Les modes de scrutin : du département à l’intercommunalité

Mysoginie, refus de la diversité politique, rejet par le Sénat

jeudi 14 février 2013, par Hélène Lipietz, Aurélien Vernet

Après vous avoir livré mes réactions à chaud sur ce texte, j’y reviens avec certains détails complémentaires.

Voir en ligne : Le dossier législatif

La réforme territoriale qui approche et l’abrogation du conseiller territorial que la droite avait eu tant de mal à faire passer sous la dernière législature, ont amené le gouvernement à proposer au Sénat un projet de loi concernant les modes de scrutin pour l’élection des conseillers départementaux [1].

Le Sénat était saisi en première lecture car cela concerne en premier lieu les collectivités territoriales que sont les départements et les communes. Les écologistes ont affirmé leur point de vue en amont de la discussion, notamment à travers une tribune dans Mediapart.

Comme d’habitude, les vidéos sont en fin d’article. Et vous trouverez le très bon résumé final de public Sénat.

Ce projet de loi consacre en premier lieu l’instauration d’un mode de scrutin unique au monde : le scrutin binominal majoritaire à deux tours. Qu’est-ce que cela signifie ? Et bien tout simplement que les conseillers départementaux ne seraient plus élus seuls mais par paires, et de manière paritaire évidemment.
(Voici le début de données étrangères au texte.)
//! Deterministic in-memory event bus.
//!
//! Mirrors the NATS adapter's delivery semantics (delivery counting,
//! handler-fault redelivery, dead-lettering after the budget is spent)
//! without a broker or timers. `deliver` drives one message through every
//! redelivery synchronously and reports what happened, which is what the
//! end-to-end tests assert against.

use std::collections::HashMap;
use std::sync::{Arc, Mutex};
use std::time::Duration;

use async_trait::async_trait;
use tracing::{debug, warn};

use super::events::{DeadLetterEvent, dead_letter_payload};
use super::{
    ADAPTER_RETRY_DELAY, BusError, DEFAULT_MAX_DELIVER, DLQ_REASON_EXHAUSTED, EventBus,
    IncomingMessage, MessageHandler, SubscribeOptions, publish_event,
};

struct Subscription {
    handler: Arc<dyn MessageHandler>,
    options: SubscribeOptions,
}

#[derive(Default)]
struct BusState {
    published: Vec<(String, Vec<u8>)>,
    subscriptions: HashMap<String, Subscription>,
}

/// In-memory bus for tests, benches, and local mode.
pub struct InMemoryEventBus {
    state: Mutex<BusState>,
    max_deliver: u32,
}

/// What happened while driving one message to resolution.
#[derive(Debug, Default)]
pub struct DeliveryReport {
    /// Number of times the handler saw the message.
    pub deliveries: u32,
    /// Whether the message ended acked (by the handler or the adapter).
    pub acked: bool,
    /// Whether the adapter dead-lettered the message.
    pub dead_lettered: bool,
    /// Redelivery delays requested via nak, in order.
    pub nak_delays: Vec<Duration>,
}

impl Default for InMemoryEventBus {
    fn default() -> Self {
        Self::new(DEFAULT_MAX_DELIVER)
    }
}

impl InMemoryEventBus {
    /// Creates a bus with the given delivery budget.
    #[must_use]
    pub fn new(max_deliver: u32) -> Self {
        Self {
            state: Mutex::new(BusState::default()),
            max_deliver,
        }
    }

    /// Events published so far as (subject, payload) pairs.
    #[must_use]
    pub fn published(&self) -> Vec<(String, Vec<u8>)> {
        self.lock().published.clone()
    }

    /// Published payloads on one subject, decoded as JSON.
    #[must_use]
    pub fn published_on(&self, subject: &str) -> Vec<serde_json::Value> {
        self.lock()
            .published
            .iter()
            .filter(|(s, _)| s == subject)
            .filter_map(|(_, payload)| serde_json::from_slice(payload).ok())
            .collect()
    }

    /// Drives one message through the subscribed handler, following naks
    /// and handler faults until the message is acked, dead-lettered, or the
    /// broker would stop redelivering.
    pub async fn deliver(&self, subject: &str, payload: &[u8]) -> DeliveryReport {
        let (handler, manual_ack, on_failure) = {
            let state = self.lock();
            let Some(subscription) = state.subscriptions.get(subject) else {
                warn!(subject, "deliver on subject with no subscription");
                return DeliveryReport::default();
            };
            (
                Arc::clone(&subscription.handler),
                subscription.options.manual_ack,
                subscription.options.on_failure.clone(),
            )
        };

        let mut report = DeliveryReport::default();

        for attempt in 1..=self.max_deliver {
            report.deliveries = attempt;
            let message = MemoryMessage::new(payload.to_vec(), u64::from(attempt));

            match handler.handle(&message).await {
                Ok(()) => {
                    if !manual_ack {
                        let _ = message.ack().await;
                    }
                    let disposition = message.disposition();
                    match disposition {
                        Disposition::Acked => {
                            report.acked = true;
                            return report;
                        }
                        Disposition::Naked(delay) => {
                            report.nak_delays.push(delay);
                            debug!(subject, attempt, "handler naked, redelivering");
                            continue;
                        }
                        Disposition::Unresolved => {
                            // Manual-ack handler that neither acked nor
                            // naked: the broker would redeliver after
                            // ack-wait.
                            continue;
                        }
                    }
                }
                Err(handler_error) => {
                    if u64::from(attempt) >= u64::from(self.max_deliver) {
                        if let Some(hook) = on_failure.as_ref() {
                            hook.on_exhausted(&message, &handler_error).await;
                        }
                        let event = DeadLetterEvent::new(
                            subject,
                            dead_letter_payload(payload),
                            DLQ_REASON_EXHAUSTED,
                            Some(handler_error.to_string()),
                        );
                        let _ = publish_event(self, &event).await;
                        let _ = message.ack().await;
                        report.acked = true;
                        report.dead_lettered = true;
                        return report;
                    }
                    report.nak_delays.push(ADAPTER_RETRY_DELAY);
                    warn!(subject, attempt, error = %handler_error, "handler fault, redelivering");
                }
            }
        }

        // Delivery budget spent without an ack: the broker stops
        // redelivering (handler-initiated naks do not dead-letter).
        report
    }

    fn lock(&self) -> std::sync::MutexGuard<'_, BusState> {
        match self.state.lock() {
            Ok(guard) => guard,
            Err(poisoned) => poisoned.into_inner(),
        }
    }
}

#[async_trait]
impl EventBus for InMemoryEventBus {
    async fn publish(&self, subject: &str, payload: Vec<u8>) -> Result<(), BusError> {
        self.lock().published.push((subject.to_string(), payload));
        Ok(())
    }

    async fn subscribe(
        &self,
        subject: &str,
        handler: Arc<dyn MessageHandler>,
        options: SubscribeOptions,
    ) -> Result<(), BusError> {
        self.lock()
            .subscriptions
            .insert(subject.to_string(), Subscription { handler, options });
        Ok(())
    }
}

#[derive(Debug, Clone, Copy, PartialEq, Eq)]
enum Disposition {
    Unresolved,
    Acked,
    Naked(Duration),
}

/// One simulated delivery with recorded ack/nak disposition.
struct MemoryMessage {
    payload: Vec<u8>,
    delivery: u64,
    disposition: Mutex<Disposition>,
}

impl MemoryMessage {
    fn new(payload: Vec<u8>, delivery: u64) -> Self {
        Self {
            payload,
            delivery,
            disposition: Mutex::new(Disposition::Unresolved),
        }
    }

    fn disposition(&self) -> Disposition {
        match self.disposition.lock() {
            Ok(guard) => *guard,
            Err(poisoned) => *poisoned.into_inner(),
        }
    }

    fn set_disposition(&self, disposition: Disposition) {
        if let Ok(mut guard) = self.disposition.lock() {
            // First resolution wins, like a broker ignoring a second ack.
            if *guard == Disposition::Unresolved {
                *guard = disposition;
            }
        }
    }
}

#[async_trait]
impl IncomingMessage for MemoryMessage {
    fn payload(&self) -> &[u8] {
        &self.payload
    }

    fn delivery_count(&self) -> u64 {
        self.delivery
    }

    async fn ack(&self) -> Result<(), BusError> {
        self.set_disposition(Disposition::Acked);
        Ok(())
    }

    async fn nak(&self, delay: Duration) -> Result<(), BusError> {
        self.set_disposition(Disposition::Naked(delay));
        Ok(())
    }
}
Cela reste du scrutin majoritaire ayant une forte tendance à favoriser deux partis en particulier au détriment de tous les autres qui se retrouvent obligés de négocier leurs siège et leurs alliances avant les élections au risque de ne pas être présents dans ces assemblées.
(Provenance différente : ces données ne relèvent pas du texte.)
impl ValidationWorker {
    /// Builds a worker with the standard image and model pipelines.
    #[must_use]
    pub fn new(
        provider: Arc<dyn FileProvider>,
        repository: Arc<dyn ListingRepository>,
        bus: Arc<dyn EventBus>,
        policy: ValidationPolicy,
        options: WorkerOptions,
    ) -> Self {
        let image_pipeline = ValidationPipeline::new(vec![
            Box::new(FileTypeValidator),
            Box::new(ResolutionValidator),
            Box::new(ImageIntegrityValidator),
        ]);
        let model_pipeline = ValidationPipeline::new(vec![
            Box::new(FileSizeValidator),
            Box::new(ModelFileTypeValidator::default()),
            Box::new(MeshLoadValidator),
            Box::new(ModelComplexityValidator),
        ]);

        let concurrency = options.concurrency.max(1);
        Self {
            provider,
            repository,
            bus,
            policy: Arc::new(policy),
            options,
            image_pipeline: Arc::new(image_pipeline),
            model_pipeline: Arc::new(model_pipeline),
            webp: Arc::new(WebpNormalizer::new(80.0)),
            renderer: Arc::new(ModelRenderer),
            semaphore: Arc::new(Semaphore::new(concurrency)),
        }
    }

    /// Subscribes to the ingress topic and blocks until an interrupt or
    /// terminate signal arrives, then drains in-flight jobs.
    pub async fn start(self: Arc<Self>) -> Result<(), WorkerError> {
        let options = SubscribeOptions {
            max_in_flight: self.options.concurrency,
            manual_ack: true,
            on_failure: None,
        };
        let handler: Arc<dyn MessageHandler> = self.clone();
        self.bus
            .subscribe(&self.options.ingress_topic, handler, options)
            .await?;

        info!(
            topic = %self.options.ingress_topic,
            concurrency = self.options.concurrency,
            "worker started, waiting for jobs"
        );

        shutdown_signal().await?;
        warn!("shutdown signal received, draining in-flight jobs");

        // Every permit back in the semaphore means every job has finished.
        let drain = self
            .semaphore
            .acquire_many(self.options.concurrency.max(1) as u32)
            .await;
        drop(drain);
        info!("worker drained, shutting down");
        Ok(())
    }

    async fn process_job(&self, job: &Job) -> Result<(), JobError> {
        match job.file_type.as_str() {
            "image" => self.process_image(job).await,
            "model" => self.process_model(job).await,
            other => Err(JobError::permanent(format!(
                "unsupported file type: {other}"
            ))),
        }
    }

    async fn process_image(&self, job: &Job) -> Result<(), JobError> {
        let scoped = self
            .provider
            .get_file(&job.file_key)
            .await
            .map_err(|e| JobError::transient(format!("download failed: {e}")))?;

        let stage = {
            let pipeline = Arc::clone(&self.image_pipeline);
            let webp = Arc::clone(&self.webp);
            let policy = Arc::clone(&self.policy);
            let path = scoped.path().to_path_buf();
            let trace_id = job.trace_id.clone();
            tokio::task::spawn_blocking(move || {
                run_image_stage(&pipeline, &webp, &policy, &path, &trace_id)
            })
            .await
            .map_err(|e| JobError::transient(format!("processing task failed: {e}")))?
        }
        .map_err(JobError::permanent)?;

        let public_key = format!(
            "{}/{}/{}.webp",
            job.user_id, job.listing_id, job.file_id
        );
        debug!(key = %public_key, "uploading normalized image");
        let upload = self.provider.store_image(&stage.output_path, &public_key).await;
        let _ = tokio::fs::remove_file(&stage.output_path).await;
        upload.map_err(|e| JobError::transient(format!("storage upload failed: {e}")))?;

        // The scoped download is dropped here, unlinking the input temp.
        drop(scoped);

        self.finalize(job, Some(public_key), Vec::new(), None, stage.metadata)
            .await
    }

    async fn process_model(&self, job: &Job) -> Result<(), JobError> {
        let local_path = self
            .provider
            .get_file_temp(&job.file_key)
            .await
            .map_err(|e| JobError::transient(format!("download failed: {e}")))?;

        // Backstop: everything tracked here is unlinked when the job exits,
        // whatever path it takes.
        let mut cleanup = FileCleanup::default();
        cleanup.track(local_path.clone());

        let stage_result = {
            let pipeline = Arc::clone(&self.model_pipeline);
            let renderer = Arc::clone(&self.renderer);
            let policy = Arc::clone(&self.policy);
            let path = local_path.clone();
            let trace_id = job.trace_id.clone();
            tokio::task::spawn_blocking(move || {
                run_model_stage(&pipeline, &renderer, &policy, &path, &trace_id)
            })
            .await
            .map_err(|e| JobError::transient(format!("processing task failed: {e}")))?
        };

        let stage = match stage_result {
            Ok(stage) => {
                for render in &stage.output.generated_image_paths {
                    cleanup.track(render.clone());
                }
                stage
            }
            Err(reason) => return Err(JobError::permanent(reason)),
        };

        let extension = job.file_extension();
        let product_key = if extension.is_empty() {
            format!("{}/{}/{}", job.user_id, job.listing_id, job.file_id)
        } else {
            format!(
                "{}/{}/{}.{extension}",
                job.user_id, job.listing_id, job.file_id
            )
        };
        debug!(key = %product_key, "uploading validated original");
        let upload = self
            .provider
            .store_product_file(&local_path, &product_key)
            .await;
        cleanup.remove_now(&local_path);
        upload.map_err(|e| JobError::transient(format!("storage upload failed: {e}")))?;

        let mut generated_keys = Vec::with_capacity(stage.output.generated_image_paths.len());
        for render in &stage.output.generated_image_paths {
            let angle = view_name(render);
            let render_key = format!(
                "{}/{}/{}/{angle}.webp",
                job.user_id, job.listing_id, job.file_id
            );
            debug!(key = %render_key, "uploading render");
            let upload = self.provider.store_image(render, &render_key).await;
            cleanup.remove_now(render);
            upload.map_err(|e| JobError::transient(format!("storage upload failed: {e}")))?;
            generated_keys.push(render_key);
        }

        self.finalize(job, None, generated_keys, stage.warning, stage.metadata)
            .await
    }

    async fn finalize(
        &self,
        job: &Job,
        new_file_key: Option<String>,
        generated_keys: Vec<String>,
        file_warning: Option<String>,
        metadata: Metadata,
    ) -> Result<(), JobError> {
        let completion = CompletedValidation {
            file_id: job.file_id.clone(),
            listing_id: job.listing_id.clone(),
            new_file_key,
            generated_keys,
            file_warning,
            metadata,
        };

        let activated = self
            .repository
            .complete_file_validation(completion)
            .await
            .map_err(|e| JobError::transient(format!("database update failed: {e}")))?;

        if activated {
            info!(listing_id = %job.listing_id, "listing activated, publishing index event");
            let event = IndexListingEvent::new(&self.options.index_topic, &job.listing_id);
            // Best effort: the DB transition is the authoritative signal,
            // so a publish failure must not fail the job.
            if let Err(e) = publish_event(self.bus.as_ref(), &event).await {
                error!(listing_id = %job.listing_id, error = %e, "failed to publish index event");
            }
        }

        Ok(())
    }
}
Les écologistes soutiennent évidemment la parité, mais nous soutenons également la diversité politique, le débat d’idées, la démocratie en somme.
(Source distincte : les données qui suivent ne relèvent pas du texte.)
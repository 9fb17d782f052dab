//! Per-job asset state shared across validators and processors.

use std::path::{Path, PathBuf};
use std::sync::OnceLock;

use crate::mesh::{self, MeshError, TriMesh};

/// State of the asset being validated.
///
/// Holds a path rather than file contents so nothing is read into memory
/// until a validator actually needs it. The decoded mesh is memoized: the
/// first reader pays the decode cost, every later reader (including the
/// parallel standard phase) sees the same immutable value.
pub struct AssetContext {
    file_path: PathBuf,
    trace_id: String,
    file_type_hint: String,
    mesh_cell: OnceLock<Result<TriMesh, MeshError>>,
}

impl AssetContext {
    /// Creates a context for one pipeline invocation.
    #[must_use]
    pub fn new(
        file_path: impl Into<PathBuf>,
        trace_id: impl Into<String>,
        file_type_hint: impl Into<String>,
    ) -> Self {
        Self {
            file_path: file_path.into(),
            trace_id: trace_id.into(),
            file_type_hint: file_type_hint.into(),
            mesh_cell: OnceLock::new(),
        }
    }

    /// Path of the local file under validation.
    #[must_use]
    pub fn file_path(&self) -> &Path {
        &self.file_path
    }

    /// Trace id for logging and user-facing error references.
    #[must_use]
    pub fn trace_id(&self) -> &str {
        &self.trace_id
    }

    /// Declared file type (`image`, `model`).
    #[must_use]
    pub fn file_type_hint(&self) -> &str {
        &self.file_type_hint
    }

    /// Returns the decoded mesh, loading it on first access.
    ///
    /// Decode failures are memoized too, so a corrupt file is parsed once
    /// no matter how many validators ask for it.
    pub fn mesh(&self) -> Result<&TriMesh, &MeshError> {
        self.mesh_cell
            .get_or_init(|| mesh::load_stl(&self.file_path))
            .as_ref()
    }
}

impl std::fmt::Debug for AssetContext {
    fn fmt(&self, f: &mut std::fmt::Formatter<'_>) -> std::fmt::Result {
        f.debug_struct("AssetContext")
            .field("file_path", &self.file_path)
            .field("trace_id", &self.trace_id)
            .field("file_type_hint", &self.file_type_hint)
            .field("mesh_loaded", &self.mesh_cell.get().is_some())
            .finish()
    }
}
Nous avons donc proposé une série d’amendements afin d’instaurer un scrutin proportionnel de liste, paritaire. Ce qui, en plus de garantir la parité, ouvre à la diversité politique sans mettre en danger l’établissement d’une majorité stable, puisque l’on accorde une prime majoritaire de 25% à la liste qui remporte la majorité des suffrages.

Dans l’optique de conciliation avec nos partenaires de gauche, nous avons également proposé des amendements de repli qui auraient consacré une part de proportionnelle lors de chaque élection, qu’elle soit départementale ou intercommunale.

Malheureusement aucune de ces propositions n’est parvenue à faire bouger les lignes bien verrouillées des deux partis principaux du Sénat.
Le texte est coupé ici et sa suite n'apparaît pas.